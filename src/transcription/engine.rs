//! # Transcription Engine
//!
//! Owns the one process-wide Whisper model and exposes the audio-to-text
//! entry point used by the `/transcribe` handler.
//!
//! ## Thread Safety:
//! The model lives behind `Arc<RwLock<Option<WhisperModel>>>`. Candle's
//! decoder needs `&mut self`, so inference takes the write lock for the
//! duration of a request; concurrent transcriptions queue on the lock
//! instead of each loading their own copy of the model.

use crate::transcription::model::{ModelSize, WhisperModel};
use anyhow::{anyhow, Result};
use candle_core::Device;
use std::sync::Arc;
use std::time::Instant;
use tokio::sync::RwLock;

/// Configuration for transcription behavior.
#[derive(Debug, Clone)]
pub struct TranscriptionConfig {
    /// Target language hint (ISO 639-1 code like "en", "es", "fr")
    pub language: Option<String>,
}

impl Default for TranscriptionConfig {
    fn default() -> Self {
        Self {
            language: Some("en".to_string()),
        }
    }
}

/// The transcription engine shared across all requests.
pub struct TranscriptionEngine {
    /// Currently loaded Whisper model, if any
    model: Arc<RwLock<Option<WhisperModel>>>,

    /// Transcription behavior configuration
    config: TranscriptionConfig,

    /// Device used for model inference
    device: Device,
}

impl TranscriptionEngine {
    pub fn new(config: TranscriptionConfig, device: Device) -> Self {
        Self {
            model: Arc::new(RwLock::new(None)),
            config,
            device,
        }
    }

    /// Load a Whisper model, replacing any previously loaded one.
    ///
    /// Called once at startup; the loaded model then serves every request.
    pub async fn load_model(&self, model_size: ModelSize) -> Result<()> {
        tracing::info!("Loading {} model into transcription engine", model_size);
        let start_time = Instant::now();

        let new_model = WhisperModel::load(model_size, self.device.clone()).await?;

        {
            let mut model_guard = self.model.write().await;
            *model_guard = Some(new_model);
        }

        tracing::info!(
            "Model loaded and validated in {:.2}s",
            start_time.elapsed().as_secs_f64()
        );

        Ok(())
    }

    /// Whether a model is loaded and ready to transcribe.
    pub async fn is_model_loaded(&self) -> bool {
        self.model.read().await.is_some()
    }

    /// Name of the loaded model variant, if any.
    pub async fn loaded_model_name(&self) -> Option<String> {
        self.model
            .read()
            .await
            .as_ref()
            .map(|model| model.size().to_string())
    }

    /// Transcribe 16 kHz mono audio samples to text.
    ///
    /// Any non-empty clip is accepted: the model pads or truncates the
    /// input to its 30-second window, so length is not validated here.
    /// Fails if no model is loaded, keeping "model unavailable" a
    /// per-request error rather than a startup crash.
    pub async fn transcribe(&self, audio_data: &[f32]) -> Result<String> {
        if audio_data.is_empty() {
            return Err(anyhow!("Audio data is empty"));
        }

        let audio_duration = audio_data.len() as f64 / 16000.0;

        tracing::debug!("Starting transcription of {:.2}s audio", audio_duration);
        let start_time = Instant::now();

        let text = {
            let mut model_guard = self.model.write().await;
            match model_guard.as_mut() {
                Some(model) => {
                    model
                        .transcribe(audio_data, self.config.language.as_deref())
                        .await?
                }
                None => {
                    return Err(anyhow!("Transcription model is not loaded"));
                }
            }
        };

        tracing::info!(
            "Transcription completed: {:.2}s audio -> {} chars in {}ms",
            audio_duration,
            text.len(),
            start_time.elapsed().as_millis()
        );

        Ok(text.trim().to_string())
    }
}

#[cfg(test)]
mod tests {
    use super::*;

    fn test_engine() -> TranscriptionEngine {
        TranscriptionEngine::new(TranscriptionConfig::default(), Device::Cpu)
    }

    #[test]
    fn test_transcription_config_default() {
        let config = TranscriptionConfig::default();
        assert_eq!(config.language, Some("en".to_string()));
    }

    #[tokio::test]
    async fn test_engine_starts_unloaded() {
        let engine = test_engine();
        assert!(!engine.is_model_loaded().await);
        assert_eq!(engine.loaded_model_name().await, None);
    }

    #[tokio::test]
    async fn test_transcribe_rejects_empty_audio() {
        let engine = test_engine();
        let err = engine.transcribe(&[]).await.unwrap_err();
        assert!(err.to_string().contains("empty"));
    }

    #[tokio::test]
    async fn test_transcribe_has_no_duration_gate() {
        let engine = test_engine();

        // A 0.4s clip and a 31s clip both reach the model stage; with no
        // model loaded they fail there, never on length.
        let short_clip = vec![0.0f32; 6400];
        let err = engine.transcribe(&short_clip).await.unwrap_err();
        assert!(err.to_string().contains("not loaded"));

        let long_clip = vec![0.0f32; 31 * 16000];
        let err = engine.transcribe(&long_clip).await.unwrap_err();
        assert!(err.to_string().contains("not loaded"));
    }

    #[tokio::test]
    async fn test_transcribe_without_model_is_an_error() {
        let engine = test_engine();
        let audio = vec![0.0f32; 16000];
        let err = engine.transcribe(&audio).await.unwrap_err();
        assert!(err.to_string().contains("not loaded"));
    }
}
----------
• [YOUR TASK] The whole of the material above needs to be copied exactly.

• [WORKED SOLUTION]
filename src/transcription/engine.rs
//! # Transcription Engine
//!
//! Owns the one process-wide Whisper model and exposes the audio-to-text
//! entry point used by the `/transcribe` handler.
//!
//! ## Thread Safety:
//! The model lives behind `Arc<RwLock<Option<WhisperModel>>>`. Candle's
//! decoder needs `&mut self`, so inference takes the write lock for the
//! duration of a request; concurrent transcriptions queue on the lock
//! instead of each loading their own copy of the model.

use crate::transcription::model::{ModelSize, WhisperModel};
use anyhow::{anyhow, Result};
use candle_core::Device;
use std::sync::Arc;
use std::time::Instant;
use tokio::sync::RwLock;

/// Configuration for transcription behavior.
#[derive(Debug, Clone)]
pub struct TranscriptionConfig {
    /// Target language hint (ISO 639-1 code like "en", "es", "fr")
    pub language: Option<String>,
}

impl Default for TranscriptionConfig {
    fn default() -> Self {
        Self {
            language: Some("en".to_string()),
        }
    }
}

/// The transcription engine shared across all requests.
pub struct TranscriptionEngine {
    /// Currently loaded Whisper model, if any
    model: Arc<RwLock<Option<WhisperModel>>>,

    /// Transcription behavior configuration
    config: TranscriptionConfig,

    /// Device used for model inference
    device: Device,
}

impl TranscriptionEngine {
    pub fn new(config: TranscriptionConfig, device: Device) -> Self {
        Self {
            model: Arc::new(RwLock::new(None)),
            config,
            device,
        }
    }

    /// Load a Whisper model, replacing any previously loaded one.
    ///
    /// Called once at startup; the loaded model then serves every request.
    pub async fn load_model(&self, model_size: ModelSize) -> Result<()> {
        tracing::info!("Loading {} model into transcription engine", model_size);
        let start_time = Instant::now();

        let new_model = WhisperModel::load(model_size, self.device.clone()).await?;

        {
            let mut model_guard = self.model.write().await;
            *model_guard = Some(new_model);
        }

        tracing::info!(
            "Model loaded and validated in {:.2}s",
            start_time.elapsed().as_secs_f64()
        );

        Ok(())
    }

    /// Whether a model is loaded and ready to transcribe.
    pub async fn is_model_loaded(&self) -> bool {
        self.model.read().await.is_some()
    }

    /// Name of the loaded model variant, if any.
    pub async fn loaded_model_name(&self) -> Option<String> {
        self.model
            .read()
            .await
            .as_ref()
            .map(|model| model.size().to_string())
    }

    /// Transcribe 16 kHz mono audio samples to text.
    ///
    /// Any non-empty clip is accepted: the model pads or truncates the
    /// input to its 30-second window, so length is not validated here.
    /// Fails if no model is loaded, keeping "model unavailable" a
    /// per-request error rather than a startup crash.
    pub async fn transcribe(&self, audio_data: &[f32]) -> Result<String> {
        if audio_data.is_empty() {
            return Err(anyhow!("Audio data is empty"));
        }

        let audio_duration = audio_data.len() as f64 / 16000.0;

        tracing::debug!("Starting transcription of {:.2}s audio", audio_duration);
        let start_time = Instant::now();

        let text = {
            let mut model_guard = self.model.write().await;
            match model_guard.as_mut() {
                Some(model) => {
                    model
                        .transcribe(audio_data, self.config.language.as_deref())
                        .await?
                }
                None => {
                    return Err(anyhow!("Transcription model is not loaded"));
                }
            }
        };

        tracing::info!(
            "Transcription completed: {:.2}s audio -> {} chars in {}ms",
            audio_duration,
            text.len(),
            start_time.elapsed().as_millis()
        );

        Ok(text.trim().to_string())
    }
}

#[cfg(test)]
mod tests {
    use super::*;

    fn test_engine() -> TranscriptionEngine {
        TranscriptionEngine::new(TranscriptionConfig::default(), Device::Cpu)
    }

    #[test]
    fn test_transcription_config_default() {
        let config = TranscriptionConfig::default();
        assert_eq!(config.language, Some("en".to_string()));
    }

    #[tokio::test]
    async fn test_engine_starts_unloaded() {
        let engine = test_engine();
        assert!(!engine.is_model_loaded().await);
        assert_eq!(engine.loaded_model_name().await, None);
    }

    #[tokio::test]
    async fn test_transcribe_rejects_empty_audio() {
        let engine = test_engine();
        let err = engine.transcribe(&[]).await.unwrap_err();
        assert!(err.to_string().contains("empty"));
    }

    #[tokio::test]
    async fn test_transcribe_has_no_duration_gate() {
        let engine = test_engine();

        // A 0.4s clip and a 31s clip both reach the model stage; with no
        // model loaded they fail there, never on length.
        let short_clip = vec![0.0f32; 6400];
        let err = engine.transcribe(&short_clip).await.unwrap_err();
        assert!(err.to_string().contains("not loaded"));

        let long_clip = vec![0.0f32; 31 * 16000];
        let err = engine.transcribe(&long_clip).await.unwrap_err();
        assert!(err.to_string().contains("not loaded"));
    }

    #[tokio::test]
    async fn test_transcribe_without_model_is_an_error() {
        let engine = test_engine();
        let audio = vec![0.0f32; 16000];
        let err = engine.transcribe(&audio).await.unwrap_err();
        assert!(err.to_string().contains("not loaded"));
    }
}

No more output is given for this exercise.